Go through the entries below, count every line with the string "false", and answer with only that number.

#### [EXERCISE MATERIAL]
★ ★ ★ ★ ★

use std::error::Error;
use std::fmt::{Display, Formatter};

use log::trace;
use rayon::prelude::{IntoParallelRefIterator, ParallelIterator};

use crate::alphabet::{Alphabet, TranslationError};
use crate::automaton::SuffixAutomaton;
use crate::distribution::Distribution;
use crate::fragment::{FragmentReadError, PoisonedReader, SequenceFragment, SequenceReader};
use crate::model::Model;
use crate::tree::{ContextTree, NodeId};

/// Error occurring when scoring a sequence.
#[derive(Debug, Copy, Clone, Eq, PartialEq)]
pub enum ScoringError {
    /// The reader of the fragment is unusable.
    ReaderPoisoned,
    /// An average score was requested, but no symbol could be scored.
    NothingScored,
}

impl From<PoisonedReader> for ScoringError {
    fn from(_: PoisonedReader) -> Self {
        Self::ReaderPoisoned
    }
}

impl Display for ScoringError {
    fn fmt(&self, f: &mut Formatter<'_>) -> std::fmt::Result {
        match self {
            ScoringError::ReaderPoisoned => write!(f, "Sequence reader lock poisoned"),
            ScoringError::NothingScored => write!(f, "No symbol could be scored"),
        }
    }
}

impl Error for ScoringError {}

/// Result of scoring a single sequence.
#[derive(Debug, Copy, Clone, PartialEq, Default)]
pub struct ScoreSummary {
    /// Sum of the natural logarithms of the probabilities of scored symbols.
    pub log_probability: f64,
    /// Number of symbols scored.
    pub scored: u64,
    /// Number of symbols skipped for not being a part of the alphabet.
    pub skipped: u64,
}

impl ScoreSummary {
    /// Returns the total log probability, or its average per scored symbol.
    pub fn value(&self, per_sample: bool) -> Result<f64, ScoringError> {
        if !per_sample {
            return Ok(self.log_probability);
        }
        if self.scored == 0 {
            return Err(ScoringError::NothingScored);
        }

        Ok(self.log_probability / self.scored as f64)
    }
}

/// Position within a model while reading a sequence.
pub trait ModelState {
    fn alphabet(&self) -> &Alphabet;

    /// Distribution of the next symbol.
    fn distribution(&self) -> &Distribution;

    /// Natural logarithm of the probability of the symbol at `index` being
    /// next.
    fn log_probability(&self, index: usize) -> f64 {
        self.distribution().get(index).ln()
    }

    /// Moves on after reading the symbol at `index`.
    fn advance(&mut self, index: usize);

    /// Goes back to the root, forgetting everything read so far.
    fn reset(&mut self);
}

/// Reads sequences in constant time per symbol using an automaton's
/// transition table.
#[derive(Debug, Clone)]
pub struct AutomatonScorer<'a> {
    automaton: &'a SuffixAutomaton,
    current: NodeId,
}

impl<'a> AutomatonScorer<'a> {
    #[must_use]
    pub fn new(automaton: &'a SuffixAutomaton) -> Self {
        Self {
            automaton,
            current: NodeId::ROOT,
        }
    }

    #[must_use]
    pub fn current(&self) -> NodeId {
        self.current
    }
}

impl<'a> ModelState for AutomatonScorer<'a> {
    fn alphabet(&self) -> &Alphabet {
        self.automaton.alphabet()
    }

    fn distribution(&self) -> &Distribution {
        self.automaton.tree().node(self.current).distribution()
    }

    #[inline]
    fn log_probability(&self, index: usize) -> f64 {
        self.automaton.log_probability(self.current, index)
    }

    #[inline]
    fn advance(&mut self, index: usize) {
        self.current = self.automaton.transition(self.current, index);
    }

    fn reset(&mut self) {
        self.current = NodeId::ROOT;
    }
}

/// Reads sequences with a plain tree, looking up the longest matching
/// context for every symbol.
///
/// Since every node brings its prefixes along, the next context is always a
/// suffix of the current one followed by the new symbol, so only that much
/// history is searched.
#[derive(Debug, Clone)]
pub struct TreeScorer<'a> {
    tree: &'a ContextTree,
    history: Vec<u8>,
    current: NodeId,
}

impl<'a> TreeScorer<'a> {
    #[must_use]
    pub fn new(tree: &'a ContextTree) -> Self {
        Self {
            tree,
            history: Vec::with_capacity(tree.depth() + 1),
            current: NodeId::ROOT,
        }
    }
}

impl<'a> ModelState for TreeScorer<'a> {
    fn alphabet(&self) -> &Alphabet {
        self.tree.alphabet()
    }

    fn distribution(&self) -> &Distribution {
        self.tree.node(self.current).distribution()
    }

    fn advance(&mut self, index: usize) {
        self.history.clear();
        self.history
            .extend_from_slice(self.tree.node(self.current).context());
        self.history.push(self.tree.alphabet().symbol(index));
        self.current = self.tree.longest_suffix_id(&self.history);
    }

    fn reset(&mut self) {
        self.history.clear();
        self.current = NodeId::ROOT;
    }
}

fn accumulate<S, I>(state: &mut S, symbols: I) -> ScoreSummary
where
    S: ModelState + ?Sized,
    I: Iterator<Item = Result<usize, TranslationError>>,
{
    let mut summary = ScoreSummary::default();

    for symbol in symbols {
        match symbol {
            Ok(index) => {
                summary.log_probability += state.log_probability(index);
                summary.scored += 1;
                state.advance(index);
            }
            Err(e) => {
                trace!("{}, starting over from the root", e);
                summary.skipped += 1;
                state.reset();
            }
        }
    }

    summary
}

/// Reads the whole fragment through `state`, accumulating log probabilities.
///
/// Symbols outside the alphabet are skipped, and the state goes back to the
/// root after each of them.
pub fn score_fragment<S, R>(
    state: &mut S,
    fragment: &SequenceFragment<R>,
) -> Result<ScoreSummary, ScoringError>
where
    S: ModelState + ?Sized,
    R: SequenceReader,
{
    let mut reader = fragment.lock()?;
    reader.set_translation_alphabet(state.alphabet().clone());
    state.reset();

    let symbols = std::iter::from_fn(|| match reader.read_translated() {
        Ok(index) => Some(Ok(index)),
        Err(FragmentReadError::Translation(e)) => Some(Err(e)),
        Err(FragmentReadError::EndOfSequence) => None,
    });
    Ok(accumulate(state, symbols))
}

/// Same as [`score_fragment`], but reads from a byte slice.
pub fn score_bytes<S>(state: &mut S, bytes: &[u8]) -> ScoreSummary
where
    S: ModelState + ?Sized,
{
    state.reset();
    let alphabet = state.alphabet().clone();
    accumulate(state, bytes.iter().map(|&symbol| alphabet.translate(symbol)))
}

/// Scores many fragments in parallel.
pub fn score_all<R>(
    model: &Model,
    fragments: &[SequenceFragment<R>],
    per_sample: bool,
) -> Vec<Result<f64, ScoringError>>
where
    R: SequenceReader,
{
    fragments
        .par_iter()
        .map(|fragment| model.score(fragment, per_sample))
        .collect()
}

#[cfg(test)]
mod tests {
    use std::sync::Arc;
    use std::thread;

    use approx::assert_abs_diff_eq;

    use crate::_internal_test_data::{abcd_automaton_model, RANDOM_MODEL, RANDOM_SEQUENCES};
    use crate::fragment::SequenceFragment;
    use crate::scorer::{
        score_all, score_bytes, score_fragment, AutomatonScorer, ModelState, ScoreSummary,
        ScoringError, TreeScorer,
    };

    #[test]
    fn test_score_summary_value() {
        let summary = ScoreSummary {
            log_probability: -6.0,
            scored: 3,
            skipped: 1,
        };

        assert_eq!(summary.value(false), Ok(-6.0));
        assert_eq!(summary.value(true), Ok(-2.0));
        assert_eq!(ScoreSummary::default().value(false), Ok(0.0));
        assert_eq!(
            ScoreSummary::default().value(true),
            Err(ScoringError::NothingScored)
        );
    }

    #[test]
    fn test_score_abcd() {
        let model = abcd_automaton_model();
        let automaton = model.automaton().unwrap();
        let mut scorer = AutomatonScorer::new(automaton);

        let summary = score_bytes(&mut scorer, b"dbd");

        assert_eq!(summary.scored, 3);
        assert_abs_diff_eq!(
            summary.log_probability,
            (0.4f64 * 0.2 * 0.36).ln(),
            epsilon = 1e-9
        );
    }

    #[test]
    fn test_translation_error_resets_to_root() {
        let model = abcd_automaton_model();
        let automaton = model.automaton().unwrap();
        let mut scorer = AutomatonScorer::new(automaton);

        let whole = score_bytes(&mut scorer, b"bdxbd");
        let part = score_bytes(&mut scorer, b"bd");

        assert_eq!(whole.scored, 4);
        assert_eq!(whole.skipped, 1);
        assert_abs_diff_eq!(whole.log_probability, 2.0 * part.log_probability);
    }

    #[test]
    fn test_score_fragment() {
        let model = abcd_automaton_model();
        let mut scorer = AutomatonScorer::new(model.automaton().unwrap());
        let fragment = SequenceFragment::new("abcd", "dbd");

        let summary = score_fragment(&mut scorer, &fragment).unwrap();

        assert_eq!(summary, score_bytes(&mut scorer, b"dbd"));
        assert_eq!(
            model.score(&SequenceFragment::new("empty", ""), true),
            Err(ScoringError::NothingScored)
        );
        assert_eq!(model.score(&SequenceFragment::new("empty", ""), false), Ok(0.0));
    }

    #[test]
    fn test_tree_scorer_equals_automaton_scorer() {
        let automaton = RANDOM_MODEL.automaton().unwrap();
        let mut automaton_scorer = AutomatonScorer::new(automaton);
        let mut tree_scorer = TreeScorer::new(automaton.tree());

        for sequence in RANDOM_SEQUENCES.iter().take(10) {
            let expected = score_bytes(&mut automaton_scorer, sequence);
            let actual = score_bytes(&mut tree_scorer, sequence);

            assert_eq!(expected.scored, actual.scored);
            assert_abs_diff_eq!(expected.log_probability, actual.log_probability, epsilon = 1e-9);
        }
    }

    #[test]
    fn test_tree_scorer_follows_nodes() {
        let automaton = RANDOM_MODEL.automaton().unwrap();
        let mut automaton_scorer = AutomatonScorer::new(automaton);
        let mut tree_scorer = TreeScorer::new(automaton.tree());

        for &symbol in &RANDOM_SEQUENCES[0][..200] {
            let index = automaton.alphabet().index_of(symbol).unwrap();
            automaton_scorer.advance(index);
            tree_scorer.advance(index);
            assert_eq!(automaton_scorer.current(), tree_scorer.current);
        }
    }

    #[test]
    fn test_tree_scorer_searches_only_current_context() {
        let tree = RANDOM_MODEL.tree();
        let mut scorer = TreeScorer::new(tree);

        for &symbol in &RANDOM_SEQUENCES[0][..200] {
            let index = tree.alphabet().index_of(symbol).unwrap();
            let previous = tree.node(scorer.current).depth();
            scorer.advance(index);

            assert_eq!(scorer.history.len(), previous + 1);
            assert!(tree.node(scorer.current).depth() <= previous + 1);
        }
    }

    #[test]
    fn test_concurrent_scoring_of_one_fragment() {
        let fragment = Arc::new(SequenceFragment::new("seq", RANDOM_SEQUENCES[1].clone()));
        let expected = RANDOM_MODEL.score(&*fragment, true).unwrap();

        let handles: Vec<_> = (0..4)
            .map(|_| {
                let fragment = fragment.clone();
                thread::spawn(move || {
                    (0..5)
                        .map(|_| RANDOM_MODEL.score(&*fragment, true).unwrap())
                        .collect::<Vec<_>>()
                })
            })
            .collect();

        for handle in handles {
            for score in handle.join().unwrap() {
                assert_eq!(score, expected);
            }
        }
    }

    #[test_log::test]
    fn test_score_all() {
        let fragments: Vec<_> = RANDOM_SEQUENCES
            .iter()
            .take(8)
            .enumerate()
            .map(|(i, sequence)| SequenceFragment::new(format!("seq{}", i), sequence.clone()))
            .collect();

        let scores = score_all(&RANDOM_MODEL, &fragments, false);

        assert_eq!(scores.len(), 8);
        for (score, fragment) in scores.into_iter().zip(fragments.iter()) {
            assert_eq!(score, RANDOM_MODEL.score(fragment, false));
            assert!(score.unwrap() < 0.0);
        }
    }
}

★ ★ ★ ★ ★

#### [WRITTEN ANSWER]
5